IllustrationCorría sobre el año 1929 cuando en casa de los Fernández, Paquita paría otro niño al que llamarían Nicolás un 4 de junio. Matías, el afortunado padre, ya contaba con tres hijos. María, la mayor, Francisco, el segundo y con Matías, el tercero; tras él nacerían seis hijos más, con la gran desgracia de una de esas niñas que nacieron después de Nicolás que a los dieciocho meses falleció por hambre y Paquita se quedó hundida. Se podía apreciar en ella un rostro triste, pero a la vez dulce, amable y amoroso, así era ella.
Matías, por otro lado, dolido por la pérdida de su hija no le podían caer ni lágrimas por su áspero rostro y la frialdad de su carácter (en aquella época LOS HOMBRES NO LLORABAN).
No eran buenos tiempos, ya que en esa época se vivía la posguerra en España y la escasez de alimentos y dinero era masiva donde las gentes de ese pequeño pueblo, donde todos se conocían, hacían trueques. Matías intentaba sacar harina, aceite de todo lo que podía, menos el vino, que él mismo hacía, ya que decía que era lo único que él y sus hijos podían disfrutar.
Tres años después del nacimiento de Nicolás en 1932, un 3 de mayo en casa de José y Esperanza otro vecino del pequeño pueblo nacería: Virtudes, primera hija del matrimonio. Cuando José cogió a su pequeña hija en brazos dándole todo su amor, la besó rodando una lagrimita por la mejilla de alegría, mientras su mujer Esperanza le reclamaba su atención, diciéndole con su déspota voz: «quien te necesita ahora soy yo, que soy la más dolorida» y José le hacía caso.
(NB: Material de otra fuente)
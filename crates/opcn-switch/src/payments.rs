use chrono::{DateTime, Utc};
use dashmap::mapref::entry::Entry;
use dashmap::DashMap;
use opcn_core::{NodeId, PaymentHash, Preimage};
use tokio::sync::oneshot;

use crate::error::PaymentError;

/// Terminal result of an originated payment.
#[derive(Debug, Clone, PartialEq, Eq)]
pub enum PaymentOutcome {
    /// Settled; the preimage proves receipt.
    Settled(Preimage),
    /// Failed somewhere along the route.
    Failed { origin: NodeId, reason: String },
}

struct PendingPayment {
    /// Waiter for the terminal outcome. `None` once the payer timed out and
    /// abandoned the wait; the entry itself stays until resolution so a
    /// retry with the same hash is still rejected.
    waiter: Option<oneshot::Sender<PaymentOutcome>>,
    amount: u64,
    started_at: DateTime<Utc>,
}

/// Tracks payments this node originated, keyed by payment hash.
///
/// Guarantees at-most-one in-flight payment per hash and delivers each
/// terminal outcome to at most one waiter.
pub struct PaymentRegistry {
    in_flight: DashMap<PaymentHash, PendingPayment>,
}

impl PaymentRegistry {
    pub fn new() -> Self {
        Self {
            in_flight: DashMap::new(),
        }
    }

    /// Register an outgoing payment and obtain the waiter for its outcome.
    /// Fails with `PaymentInFlight` while a prior attempt is outstanding.
    pub fn register(
        &self,
        payment_hash: PaymentHash,
        amount: u64,
    ) -> Result<oneshot::Receiver<PaymentOutcome>, PaymentError> {
        match self.in_flight.entry(payment_hash) {
            Entry::Occupied(_) => Err(PaymentError::PaymentInFlight(payment_hash)),
            Entry::Vacant(vacant) => {
                let (tx, rx) = oneshot::channel();
                vacant.insert(PendingPayment {
                    waiter: Some(tx),
                    amount,
                    started_at: Utc::now(),
                });
                tracing::debug!(payment_hash = %payment_hash, amount, "payment registered");
                Ok(rx)
            }
        }
    }

    /// Resolve an in-flight payment. Returns `true` if this node had
    /// originated it (the caller then emits the Send event). The outcome is
    /// delivered to the waiter unless it was abandoned.
    pub fn complete(&self, payment_hash: &PaymentHash, outcome: PaymentOutcome) -> bool {
        match self.in_flight.remove(payment_hash) {
            Some((_, mut pending)) => {
                if let Some(waiter) = pending.waiter.take() {
                    // A closed receiver means the payer gave up; the chain
                    // already resolved, so the result is simply dropped.
                    let _ = waiter.send(outcome);
                } else {
                    tracing::debug!(
                        payment_hash = %payment_hash,
                        "payment resolved after waiter abandoned"
                    );
                }
                true
            }
            None => false,
        }
    }

    /// Abandon the waiter after a local timeout. The payment stays
    /// registered (and `PaymentInFlight`-blocking) until it resolves.
    pub fn abandon(&self, payment_hash: &PaymentHash) {
        if let Some(mut pending) = self.in_flight.get_mut(payment_hash) {
            pending.waiter = None;
            tracing::warn!(payment_hash = %payment_hash, "payment waiter abandoned");
        }
    }

    pub fn is_in_flight(&self, payment_hash: &PaymentHash) -> bool {
        self.in_flight.contains_key(payment_hash)
    }

    /// Amount and start time of an in-flight payment.
    pub fn in_flight_info(&self, payment_hash: &PaymentHash) -> Option<(u64, DateTime<Utc>)> {
        self.in_flight
            .get(payment_hash)
            .map(|p| (p.amount, p.started_at))
    }

    pub fn in_flight_count(&self) -> usize {
        self.in_flight.len()
    }
}

impl Default for PaymentRegistry {
    fn default() -> Self {
        Self::new()
    }
}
Tras nacer Virtudes, nacerían cinco hijos más. José hacía trueques y vendía y compraba de estraperlo en casa de José; siempre se intentaba que hubiese algo en la mesa, igual que en casa de Matías y Paquita y en el resto de los vecinos.
Cuando Nicolás contaba con unos siete años empezó a ir con su padre y hermanos a segar romero, de esa manera aportaba a saciar el hambre de su casa.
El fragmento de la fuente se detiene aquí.